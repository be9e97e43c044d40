//! News records as returned by the content store.

use chrono::{DateTime, Utc};
use serde::Deserialize;

use demplar_core::news::{NewsBody, NewsEntry, TextBlock};

use super::character::RefRecord;

#[derive(Debug, Clone, Deserialize)]
pub struct SpanRecord {
    #[serde(default)]
    pub text: Option<String>,
}

/// A rich-text block. Only `_type == "block"` entries carry text.
#[derive(Debug, Clone, Deserialize)]
#[serde(rename_all = "camelCase")]
pub struct BlockRecord {
    #[serde(rename = "_type", default)]
    pub block_type: Option<String>,
    #[serde(default)]
    pub style: Option<String>,
    #[serde(default)]
    pub list_item: Option<String>,
    #[serde(default)]
    pub children: Vec<SpanRecord>,
}

#[derive(Debug, Clone, Deserialize)]
#[serde(untagged)]
pub enum BodyRecord {
    Text(String),
    Blocks(Vec<BlockRecord>),
}

#[derive(Debug, Clone, Deserialize)]
#[serde(rename_all = "camelCase")]
pub struct NewsRecord {
    #[serde(rename = "_id")]
    pub id: String,
    #[serde(default)]
    pub title: Option<String>,
    #[serde(default)]
    pub author: Option<RefRecord>,
    #[serde(default)]
    pub published_at: Option<String>,
    #[serde(default)]
    pub body: Option<BodyRecord>,
}

impl NewsRecord {
    pub fn into_entry(self) -> NewsEntry {
        let published_at = self.published_at.as_deref().and_then(|raw| {
            match DateTime::parse_from_rfc3339(raw) {
                Ok(at) => Some(at.with_timezone(&Utc)),
                Err(e) => {
                    tracing::warn!("News '{}' has unreadable publish date '{}': {}", self.id, raw, e);
                    None
                }
            }
        });

        let body = match self.body {
            Some(BodyRecord::Text(text)) => NewsBody::Plain(text),
            Some(BodyRecord::Blocks(blocks)) => NewsBody::Blocks(
                blocks
                    .into_iter()
                    .filter(|b| b.block_type.as_deref().is_none_or(|t| t == "block"))
                    .map(|b| TextBlock {
                        style: b.style.unwrap_or_else(|| "normal".to_string()),
                        list_item: b.list_item,
                        spans: b.children.into_iter().filter_map(|s| s.text).collect(),
                    })
                    .collect(),
            ),
            None => NewsBody::default(),
        };

        NewsEntry {
            title: self.title.unwrap_or_default(),
            author: self
                .author
                .and_then(|a| a.name)
                .filter(|name| !name.trim().is_empty()),
            published_at,
            body,
            id: self.id,
        }
    }
}

#[cfg(test)]
mod tests {
    use super::*;
    use serde_json::json;

    #[test]
    fn test_block_body() {
        let record: NewsRecord = serde_json::from_value(json!({
            "_id": "n1",
            "title": "Season Two",
            "author": {"_id": "a1", "name": "Scribe"},
            "publishedAt": "2024-05-01T10:00:00Z",
            "body": [
                {"_type": "block", "style": "normal", "children": [{"_type": "span", "text": "Welcome "}, {"_type": "span", "text": "back."}]},
                {"_type": "image", "asset": {"_ref": "img"}},
                {"_type": "block", "listItem": "bullet", "children": [{"text": "Raids"}]}
            ]
        }))
        .unwrap();

        let entry = record.into_entry();
        assert_eq!(entry.author_name(), "Scribe");
        assert!(entry.published_at.is_some());
        assert_eq!(entry.content(), "Welcome back.\n\n• Raids");
    }

    #[test]
    fn test_sparse_record() {
        let record: NewsRecord = serde_json::from_value(json!({
            "_id": "n2",
            "publishedAt": "yesterday"
        }))
        .unwrap();
        let entry = record.into_entry();
        assert_eq!(entry.title, "");
        assert_eq!(entry.author, None);
        assert_eq!(entry.published_at, None);
        assert_eq!(entry.content(), "");
    }

    #[test]
    fn test_plain_string_body() {
        let record: NewsRecord =
            serde_json::from_value(json!({"_id": "n3", "title": "T", "body": "Hello"})).unwrap();
        assert_eq!(record.into_entry().body, NewsBody::Plain("Hello".to_string()));
    }
}
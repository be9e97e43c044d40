//! Configuration model.
//!
//! Every section is defaulted so an empty or partial `config.toml` still
//! produces a usable configuration.

use serde::{Deserialize, Serialize};
use std::path::PathBuf;

/// Root configuration read from `config.toml`.
#[derive(Debug, Clone, Default, PartialEq, Serialize, Deserialize)]
#[serde(default)]
pub struct DemplarConfig {
    pub content: ContentConfig,
    pub catalog: CatalogConfig,
    pub feedback: FeedbackConfig,
    pub storage: StorageConfig,
}

/// Where character and news records come from.
#[derive(Debug, Clone, PartialEq, Serialize, Deserialize)]
#[serde(default)]
pub struct ContentConfig {
    /// Content store project identifier. Empty means "not configured".
    pub project_id: String,
    pub dataset: String,
    /// API version date, e.g. `2024-01-01`.
    pub api_version: String,
    /// Read through the CDN edge instead of the live API.
    pub use_cdn: bool,
    #[serde(skip_serializing_if = "Option::is_none")]
    pub token: Option<String>,
    /// Read characters from an exported snapshot instead of the content store.
    #[serde(skip_serializing_if = "Option::is_none")]
    pub snapshot: Option<PathBuf>,
}

impl Default for ContentConfig {
    fn default() -> Self {
        Self {
            project_id: String::new(),
            dataset: "production".to_string(),
            api_version: "2024-01-01".to_string(),
            use_cdn: true,
            token: None,
            snapshot: None,
        }
    }
}

impl ContentConfig {
    /// Returns true when a remote project has been configured.
    pub fn has_remote(&self) -> bool {
        !self.project_id.trim().is_empty()
    }
}

#[derive(Debug, Clone, PartialEq, Serialize, Deserialize)]
#[serde(default)]
pub struct CatalogConfig {
    /// Character ids tagged as non-player when records are loaded.
    pub npc_character_ids: Vec<String>,
    /// Base URL used when composing share links.
    pub site_url: String,
}

impl Default for CatalogConfig {
    fn default() -> Self {
        Self {
            npc_character_ids: vec!["69".to_string()],
            site_url: "http://localhost:3000".to_string(),
        }
    }
}

#[derive(Debug, Clone, PartialEq, Serialize, Deserialize)]
#[serde(default)]
pub struct FeedbackConfig {
    pub email: String,
    pub subject_prefix: String,
}

impl Default for FeedbackConfig {
    fn default() -> Self {
        Self {
            email: "your@email.com".to_string(),
            subject_prefix: "Demplar".to_string(),
        }
    }
}

#[derive(Debug, Clone, Default, PartialEq, Serialize, Deserialize)]
#[serde(default)]
pub struct StorageConfig {
    /// Overrides the platform data directory.
    #[serde(skip_serializing_if = "Option::is_none")]
    pub data_dir: Option<PathBuf>,
}
//! Subcommand implementations.

pub mod catalog;
pub mod config;
pub mod feedback;
pub mod news;
pub mod shell;

use anyhow::{Context, Result};
use colored::Colorize;
use std::path::PathBuf;
use std::sync::Arc;

use demplar_application::{CatalogSession, NewsFeed};
use demplar_core::DemplarError;
use demplar_core::config::DemplarConfig;
use demplar_core::content::ContentSource;
use demplar_infrastructure::{
    ConfigService, DemplarPaths, FileKeyValueStore, content_source_from_config,
};

/// Configuration and collaborators shared by every subcommand.
pub struct AppContext {
    pub config_service: ConfigService,
    pub config: DemplarConfig,
}

impl AppContext {
    pub fn load(config_path: Option<PathBuf>) -> Result<Self> {
        let config_service = match config_path {
            Some(path) => ConfigService::with_path(path),
            None => ConfigService::new(),
        };
        let config = config_service
            .get_config()
            .context("Failed to load configuration")?;
        Ok(Self {
            config_service,
            config,
        })
    }

    fn content_source(&self) -> Result<Arc<dyn ContentSource>> {
        content_source_from_config(&self.config).context("Failed to set up content source")
    }

    /// A session with favorites read from local storage; the collection is
    /// not loaded yet.
    pub fn session(&self) -> Result<CatalogSession> {
        let paths = DemplarPaths::new(self.config.storage.data_dir.clone());
        let storage = FileKeyValueStore::new(&paths).context("Failed to open local storage")?;
        Ok(CatalogSession::new(self.content_source()?, Arc::new(storage)))
    }

    /// A session with the collection fetched. A failed fetch leaves the
    /// collection empty; the failure is reported but not returned.
    pub async fn loaded_session(&self) -> Result<CatalogSession> {
        let mut session = self.session()?;
        if let Err(e) = session.load().await {
            unavailable("characters", &e);
        }
        Ok(session)
    }

    pub fn news_feed(&self) -> Result<NewsFeed> {
        Ok(NewsFeed::new(self.content_source()?))
    }

    /// The news feed with entries fetched, empty when the fetch fails.
    pub async fn loaded_news_feed(&self) -> Result<NewsFeed> {
        let mut feed = self.news_feed()?;
        if let Err(e) = feed.load().await {
            unavailable("news", &e);
        }
        Ok(feed)
    }
}

fn unavailable(what: &str, error: &DemplarError) {
    eprintln!(
        "{}",
        format!("Could not load {what} ({error}); showing an empty list.").yellow()
    );
}
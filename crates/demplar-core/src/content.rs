//! Content source trait.

use async_trait::async_trait;

use crate::character::Character;
use crate::error::Result;
use crate::news::NewsEntry;

/// Read-only access to the character and news records of the content store.
///
/// Records come back fully resolved: faction, location and class name are
/// already defaulted, and non-player characters carry their standing.
#[async_trait]
pub trait ContentSource: Send + Sync {
    /// Fetches every character record.
    async fn fetch_characters(&self) -> Result<Vec<Character>>;

    /// Fetches every news record.
    async fn fetch_news(&self) -> Result<Vec<NewsEntry>>;
}
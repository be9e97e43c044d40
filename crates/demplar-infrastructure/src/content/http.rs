//! HTTP client for the content store query API.

use async_trait::async_trait;
use reqwest::{Client, StatusCode};
use serde::Deserialize;
use serde::de::DeserializeOwned;

use demplar_core::character::Character;
use demplar_core::config::{CatalogConfig, ContentConfig};
use demplar_core::content::ContentSource;
use demplar_core::news::NewsEntry;
use demplar_core::{DemplarError, Result};

use super::queries::{CHARACTERS_QUERY, NEWS_QUERY};
use crate::dto::{CharacterRecord, NewsRecord, RecordMapper};

#[derive(Debug, Deserialize)]
struct QueryResponse<T> {
    #[serde(default = "Vec::new")]
    result: Vec<T>,
}

#[derive(Debug, Deserialize)]
struct ErrorResponse {
    error: ErrorBody,
}

#[derive(Debug, Deserialize)]
struct ErrorBody {
    #[serde(default)]
    description: Option<String>,
    #[serde(default)]
    message: Option<String>,
}

/// Reads characters and news from the hosted content store.
pub struct HttpContentSource {
    client: Client,
    endpoint: String,
    token: Option<String>,
    mapper: RecordMapper,
}

impl HttpContentSource {
    /// Builds a client for the configured project.
    ///
    /// Fails with a configuration error when no project id is set.
    pub fn new(content: &ContentConfig, catalog: &CatalogConfig) -> Result<Self> {
        if !content.has_remote() {
            return Err(DemplarError::config(
                "content.project_id is not set; run `demplar config init` or set DEMPLAR_PROJECT_ID",
            ));
        }

        Ok(Self {
            client: Client::new(),
            endpoint: query_endpoint(content),
            token: content.token.clone().filter(|t| !t.trim().is_empty()),
            mapper: RecordMapper::new(catalog.npc_character_ids.iter().cloned()),
        })
    }

    pub fn endpoint(&self) -> &str {
        &self.endpoint
    }

    async fn query<T: DeserializeOwned>(&self, query: &str) -> Result<Vec<T>> {
        let mut request = self.client.get(&self.endpoint).query(&[("query", query)]);
        if let Some(token) = &self.token {
            request = request.bearer_auth(token);
        }

        let response = request
            .send()
            .await
            .map_err(|err| DemplarError::remote(format!("Content request failed: {err}")))?;

        if !response.status().is_success() {
            let status = response.status();
            let body_text = response
                .text()
                .await
                .unwrap_or_else(|_| "Failed to read error body".to_string());
            return Err(map_http_error(status, &body_text));
        }

        let parsed: QueryResponse<T> = response
            .json()
            .await
            .map_err(|err| DemplarError::remote(format!("Failed to parse content response: {err}")))?;
        Ok(parsed.result)
    }
}

#[async_trait]
impl ContentSource for HttpContentSource {
    async fn fetch_characters(&self) -> Result<Vec<Character>> {
        let records: Vec<CharacterRecord> = self.query(CHARACTERS_QUERY).await?;
        tracing::debug!("Fetched {} character records", records.len());
        Ok(self.mapper.characters(records))
    }

    async fn fetch_news(&self) -> Result<Vec<NewsEntry>> {
        let records: Vec<NewsRecord> = self.query(NEWS_QUERY).await?;
        tracing::debug!("Fetched {} news records", records.len());
        Ok(records.into_iter().map(NewsRecord::into_entry).collect())
    }
}

/// `https://<project>.(apicdn|api).sanity.io/v<version>/data/query/<dataset>`
fn query_endpoint(content: &ContentConfig) -> String {
    let host = if content.use_cdn { "apicdn" } else { "api" };
    let version = content.api_version.trim_start_matches('v');
    format!(
        "https://{}.{}.sanity.io/v{}/data/query/{}",
        content.project_id.trim(),
        host,
        version,
        content.dataset
    )
}

fn map_http_error(status: StatusCode, body: &str) -> DemplarError {
    let message = serde_json::from_str::<ErrorResponse>(body)
        .ok()
        .and_then(|wrapper| wrapper.error.description.or(wrapper.error.message))
        .unwrap_or_else(|| body.to_string());
    DemplarError::remote(format!("Content store returned {}: {}", status.as_u16(), message))
}
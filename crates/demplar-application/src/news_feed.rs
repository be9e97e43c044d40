//! News feed use case.

use std::sync::Arc;

use demplar_core::content::ContentSource;
use demplar_core::news::{
    ContentBlock, NewsEntry, format_content, preview, reading_time_minutes, sort_latest_first,
};
use demplar_core::{DemplarError, Result};

/// A news entry prepared for display.
#[derive(Debug, Clone)]
pub struct NewsArticle<'a> {
    pub entry: &'a NewsEntry,
    /// True for the first entry of the feed.
    pub is_latest: bool,
    pub content: String,
    /// Shortened body; `None` when the body is shown in full.
    pub preview: Option<String>,
    pub reading_time_minutes: Option<usize>,
}

impl NewsArticle<'_> {
    pub fn blocks(&self) -> Vec<ContentBlock> {
        format_content(&self.content)
    }
}

/// News entries fetched from the content store, newest first.
pub struct NewsFeed {
    source: Arc<dyn ContentSource>,
    entries: Vec<NewsEntry>,
}

impl NewsFeed {
    pub fn new(source: Arc<dyn ContentSource>) -> Self {
        Self {
            source,
            entries: Vec::new(),
        }
    }

    /// Fetches the entries. On failure the previous entries are kept.
    pub async fn load(&mut self) -> Result<usize> {
        match self.source.fetch_news().await {
            Ok(mut entries) => {
                sort_latest_first(&mut entries);
                self.entries = entries;
                tracing::info!("Loaded {} news entries", self.entries.len());
                Ok(self.entries.len())
            }
            Err(e) => {
                tracing::error!("Failed to load news: {}", e);
                Err(e)
            }
        }
    }

    pub fn entries(&self) -> &[NewsEntry] {
        &self.entries
    }

    pub fn articles(&self) -> Vec<NewsArticle<'_>> {
        self.entries
            .iter()
            .enumerate()
            .map(|(index, entry)| article(entry, index == 0))
            .collect()
    }

    pub fn article(&self, id: &str) -> Result<NewsArticle<'_>> {
        self.entries
            .iter()
            .position(|e| e.id == id)
            .map(|index| article(&self.entries[index], index == 0))
            .ok_or_else(|| DemplarError::not_found("news", id))
    }
}

pub(crate) fn article(entry: &NewsEntry, is_latest: bool) -> NewsArticle<'_> {
    let content = entry.content();
    NewsArticle {
        entry,
        is_latest,
        preview: preview(&content),
        reading_time_minutes: reading_time_minutes(&content),
        content,
    }
}
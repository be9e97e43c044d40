//! Character catalog subcommands.

use std::path::PathBuf;
use std::sync::Arc;

use anyhow::{Context, Result};
use chrono::Local;
use colored::Colorize;

use demplar_application::AdminPanel;
use demplar_core::catalog::{CharacterQuery, FactionFilter, LevelBucket, character_of_day};
use demplar_core::share::CharacterShare;
use demplar_infrastructure::FileSnapshotRepository;

use super::AppContext;
use crate::render;

pub async fn list(
    ctx: &AppContext,
    search: Option<String>,
    level: LevelBucket,
    faction: Option<String>,
) -> Result<()> {
    let session = ctx.loaded_session().await?;
    let query = CharacterQuery {
        text: search.unwrap_or_default(),
        level,
        faction: faction.as_deref().map(FactionFilter::from).unwrap_or_default(),
    };
    render::print_character_list(&session.search(&query), |id| session.is_favorite(id));
    Ok(())
}

pub async fn stats(ctx: &AppContext) -> Result<()> {
    let session = ctx.loaded_session().await?;
    render::print_stats(&session.statistics(), &session.faction_breakdown());
    println!();
    render::print_character_of_day(character_of_day(
        session.characters(),
        Local::now().date_naive(),
    ));
    Ok(())
}

pub async fn profile(ctx: &AppContext, id: &str) -> Result<()> {
    let session = ctx.loaded_session().await?;
    let profile = session.profile(id)?;
    let share = CharacterShare::new(profile.character, &ctx.config.catalog.site_url);
    render::print_profile(&profile, &share.url);
    Ok(())
}

/// Flips the favorite flag. The collection is not fetched, so unknown ids
/// are stored as given.
pub fn favorite(ctx: &AppContext, id: &str) -> Result<()> {
    let mut session = ctx.session()?;
    if session.toggle_favorite(id) {
        println!("{}", format!("Added {id} to favorites").green());
    } else {
        println!("{}", format!("Removed {id} from favorites").yellow());
    }
    Ok(())
}

pub async fn favorites(ctx: &AppContext) -> Result<()> {
    let session = ctx.loaded_session().await?;
    let favorites = session.favorite_characters();
    if favorites.is_empty() {
        println!("{}", "No favorites yet. Mark characters with 'demplar favorite <id>'.".bright_black());
        return Ok(());
    }
    render::print_character_list(&favorites, |_| true);
    Ok(())
}

pub async fn compare(ctx: &AppContext, ids: &[String]) -> Result<()> {
    let mut session = ctx.loaded_session().await?;
    for id in ids {
        let outcome = session.toggle_compare(id)?;
        if !outcome.changed() {
            render::print_compare_outcome(&outcome);
        }
    }
    render::print_comparison(&session.comparison_table());
    Ok(())
}

pub async fn export(ctx: &AppContext, path: Option<PathBuf>) -> Result<()> {
    let session = ctx.loaded_session().await?;
    if session.characters().is_empty() {
        println!("{}", "No characters loaded; nothing exported.".yellow());
        return Ok(());
    }
    let admin = AdminPanel::new(Arc::new(FileSnapshotRepository::new()));
    let written = admin
        .export(&session, path.as_deref())
        .await
        .context("Failed to export characters")?;
    println!(
        "{}",
        format!(
            "Exported {} characters to {}",
            session.characters().len(),
            written.display()
        )
        .green()
    );
    Ok(())
}
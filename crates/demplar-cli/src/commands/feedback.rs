//! Feedback e-mail and character sharing.

use anyhow::Result;
use chrono::Local;
use colored::Colorize;

use demplar_core::share::{CharacterShare, FeedbackMessage};

use super::AppContext;

pub fn feedback(ctx: &AppContext, subject: &str, message: &str, plain: bool) -> Result<()> {
    let sent_at = Local::now().naive_local();
    let composed = FeedbackMessage::compose(&ctx.config.feedback, subject, message, sent_at)?;

    if plain {
        println!("{}", composed.plain_text());
    } else {
        println!("{}", composed.mailto_link());
        println!(
            "{}",
            "Open the link above in your mail client to send the message.".bright_black()
        );
    }
    Ok(())
}

pub async fn share(ctx: &AppContext, id: &str) -> Result<()> {
    let session = ctx.loaded_session().await?;
    let character = session.find(id)?;
    let share = CharacterShare::new(character, &ctx.config.catalog.site_url);
    println!("{}", share.title.bold());
    println!("{}", share.clipboard_text());
    Ok(())
}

========

WHAT THE EXERCISE ASKS: Go through the listing above and pull out each line containing the word "yellow".

ANSWER:
        format!("Could not load {what} ({error}); showing an empty list.").yellow()
        println!("{}", format!("Removed {id} from favorites").yellow());
        println!("{}", "No characters loaded; nothing exported.".yellow());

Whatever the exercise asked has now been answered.